Fewer and fewer Pearl Harbor survivors remain alive each anniversary. There are no more in the Chicago area.
"The living history is leaving us," said Mundelein resident Eric "Rick" Miller, one of the organizers of Friday's event and the son of a now-deceased Pearl Harbor survivor. "Now that the survivors are gone, it's up to us to keep that story going."
Navy Capt. Ray Leung, the commanding officer at Great Lakes, was among the speakers who addressed the crowd inside the base's Ross Theater. He talked about the military strategy behind the Japanese attacks and recited the names of many of the 21 ships that were damaged or sunk that morning - including the U.S.S. Arizona, which was destroyed by armor-piercing bombs that killed nearly 1,200 personnel.
More than 2,400 Americans died during the attack.
But Leung also spoke of the great American response to the attack, including the dramatic expansion of Great Lakes as a Navy training center.
It was, Leung said, "a turning point in world history" that continues to influence the world today.

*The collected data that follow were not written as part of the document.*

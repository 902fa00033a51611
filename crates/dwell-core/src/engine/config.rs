use crate::core::plot::PlotBounds;
use serde::{Deserialize, Serialize};
use thiserror::Error;

#[derive(Debug, Error, PartialEq, Clone)]
pub enum ConfigError {
    #[error("Missing required parameter: {0}")]
    MissingParameter(&'static str),

    #[error("Parameter {name} must be positive (got {value})")]
    NotPositive { name: &'static str, value: f64 },

    #[error("Parameter {0} must be non-zero")]
    Zero(&'static str),

    #[error("Parameter {name} must be at least {min} (got {value})")]
    TooSmall {
        name: &'static str,
        min: usize,
        value: usize,
    },
}

/// Immutable configuration of a sampling run.
///
/// All quantities are in reduced units (k_B = 1). Built through
/// [`SimulationConfigBuilder`]; the notebook-style global constants of the
/// original workflow live here instead.
#[derive(Debug, Clone, PartialEq, Serialize, Deserialize)]
pub struct SimulationConfig {
    pub n_particles: usize,
    pub particle_mass: f64,
    pub temperature: f64,
    pub friction: f64,
    pub timestep: f64,
    pub initial_radius: f64,
    pub iterations: usize,
    pub steps_per_iteration: usize,
    pub report_interval: usize,
    pub seed: Option<u64>,
}

#[derive(Debug, Clone, PartialEq, Serialize, Deserialize)]
pub struct PlotConfig {
    pub bounds: PlotBounds,
    pub resolution: usize,
}

impl PlotConfig {
    /// Checks that the grid resolution can actually carry a contour.
    ///
    /// The scalar field places nodes on the domain boundary, so fewer than
    /// two nodes per axis leaves no cell to fill.
    pub fn validate(&self) -> Result<(), ConfigError> {
        if self.resolution < 2 {
            return Err(ConfigError::TooSmall {
                name: "resolution",
                min: 2,
                value: self.resolution,
            });
        }
        Ok(())
    }
}

impl Default for PlotConfig {
    fn default() -> Self {
        Self {
            bounds: PlotBounds::default(),
            resolution: 100,
        }
    }
}

#[derive(Default)]
pub struct SimulationConfigBuilder {
    n_particles: Option<usize>,
    particle_mass: Option<f64>,
    temperature: Option<f64>,
    friction: Option<f64>,
    timestep: Option<f64>,
    initial_radius: Option<f64>,
    iterations: Option<usize>,
    steps_per_iteration: Option<usize>,
    report_interval: Option<usize>,
    seed: Option<u64>,
}

impl SimulationConfigBuilder {
    pub fn new() -> Self {
        Self::default()
    }

    pub fn n_particles(mut self, n: usize) -> Self {
        self.n_particles = Some(n);
        self
    }
    pub fn particle_mass(mut self, mass: f64) -> Self {
        self.particle_mass = Some(mass);
        self
    }
    pub fn temperature(mut self, temperature: f64) -> Self {
        self.temperature = Some(temperature);
        self
    }
    pub fn friction(mut self, friction: f64) -> Self {
        self.friction = Some(friction);
        self
    }
    pub fn timestep(mut self, timestep: f64) -> Self {
        self.timestep = Some(timestep);
        self
    }
    pub fn initial_radius(mut self, radius: f64) -> Self {
        self.initial_radius = Some(radius);
        self
    }
    pub fn iterations(mut self, iterations: usize) -> Self {
        self.iterations = Some(iterations);
        self
    }
    pub fn steps_per_iteration(mut self, steps: usize) -> Self {
        self.steps_per_iteration = Some(steps);
        self
    }
    pub fn report_interval(mut self, interval: usize) -> Self {
        self.report_interval = Some(interval);
        self
    }
    pub fn seed(mut self, seed: Option<u64>) -> Self {
        self.seed = seed;
        self
    }

    pub fn build(self) -> Result<SimulationConfig, ConfigError> {
        let config = SimulationConfig {
            n_particles: self
                .n_particles
                .ok_or(ConfigError::MissingParameter("n_particles"))?,
            particle_mass: self
                .particle_mass
                .ok_or(ConfigError::MissingParameter("particle_mass"))?,
            temperature: self
                .temperature
                .ok_or(ConfigError::MissingParameter("temperature"))?,
            friction: self
                .friction
                .ok_or(ConfigError::MissingParameter("friction"))?,
            timestep: self
                .timestep
                .ok_or(ConfigError::MissingParameter("timestep"))?,
            initial_radius: self
                .initial_radius
                .ok_or(ConfigError::MissingParameter("initial_radius"))?,
            iterations: self
                .iterations
                .ok_or(ConfigError::MissingParameter("iterations"))?,
            steps_per_iteration: self
                .steps_per_iteration
                .ok_or(ConfigError::MissingParameter("steps_per_iteration"))?,
            report_interval: self
                .report_interval
                .ok_or(ConfigError::MissingParameter("report_interval"))?,
            seed: self.seed,
        };

        require_positive("particle_mass", config.particle_mass)?;
        require_positive("friction", config.friction)?;
        require_positive("timestep", config.timestep)?;
        require_positive("initial_radius", config.initial_radius)?;
        if config.temperature < 0.0 {
            return Err(ConfigError::NotPositive {
                name: "temperature",
                value: config.temperature,
            });
        }
        if config.n_particles == 0 {
            return Err(ConfigError::Zero("n_particles"));
        }
        if config.steps_per_iteration == 0 {
            return Err(ConfigError::Zero("steps_per_iteration"));
        }
        if config.report_interval == 0 {
            return Err(ConfigError::Zero("report_interval"));
        }

        Ok(config)
    }
}

fn require_positive(name: &'static str, value: f64) -> Result<(), ConfigError> {
    if value > 0.0 {
        Ok(())
    } else {
        Err(ConfigError::NotPositive { name, value })
    }
}

#[cfg(test)]
mod tests {
    use super::*;

    fn complete_builder() -> SimulationConfigBuilder {
        SimulationConfigBuilder::new()
            .n_particles(16)
            .particle_mass(1.0)
            .temperature(0.75)
            .friction(10.0)
            .timestep(0.005)
            .initial_radius(1.0)
            .iterations(100)
            .steps_per_iteration(50)
            .report_interval(10)
    }

    #[test]
    fn complete_builder_produces_a_config() {
        let config = complete_builder().seed(Some(42)).build().unwrap();
        assert_eq!(config.n_particles, 16);
        assert_eq!(config.seed, Some(42));
    }

    #[test]
    fn missing_parameter_is_reported_by_name() {
        let result = SimulationConfigBuilder::new().n_particles(4).build();
        assert_eq!(
            result.unwrap_err(),
            ConfigError::MissingParameter("particle_mass")
        );
    }

    #[test]
    fn non_positive_scalars_are_rejected() {
        let result = complete_builder().timestep(0.0).build();
        assert_eq!(
            result.unwrap_err(),
            ConfigError::NotPositive {
                name: "timestep",
                value: 0.0
            }
        );
    }

    #[test]
    fn negative_temperature_is_rejected_but_zero_is_allowed() {
        assert!(complete_builder().temperature(0.0).build().is_ok());
        assert!(complete_builder().temperature(-1.0).build().is_err());
    }

    #[test]
    fn zero_counts_are_rejected_except_iterations() {
        assert_eq!(
            complete_builder().n_particles(0).build().unwrap_err(),
            ConfigError::Zero("n_particles")
        );
        assert_eq!(
            complete_builder().steps_per_iteration(0).build().unwrap_err(),
            ConfigError::Zero("steps_per_iteration")
        );
        // A zero-iteration run is legal and must record nothing.
        assert!(complete_builder().iterations(0).build().is_ok());
    }

    #[test]
    fn grid_resolution_below_two_is_rejected() {
        let plot = PlotConfig {
            resolution: 1,
            ..PlotConfig::default()
        };
        assert_eq!(
            plot.validate().unwrap_err(),
            ConfigError::TooSmall {
                name: "resolution",
                min: 2,
                value: 1
            }
        );
        assert!(PlotConfig::default().validate().is_ok());
    }
}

Afterward, Navy personnel fired a three-volley rifle salute to the dead. A sailor gave the spent shells to relatives of the late Pearl Harbor survivors.
Freeport resident Pat Clary's father, Dean Garrett, was a corpsman at the U.S. Naval Hospital at Pearl Harbor during the attack. Garrett died in 2013, but Clary was at Great Lakes on Friday for the ceremony.
"I'm just here to honor all the guys," she said. "This is really for them."
Seaman Devin DeFrieze of Virginia was among the sailors who observed the ceremony. He said it's important to reflect on the sacrifices of the men and women who died at Pearl Harbor.
"We need to keep commemorating them so we don't forget what they did," DeFrieze said.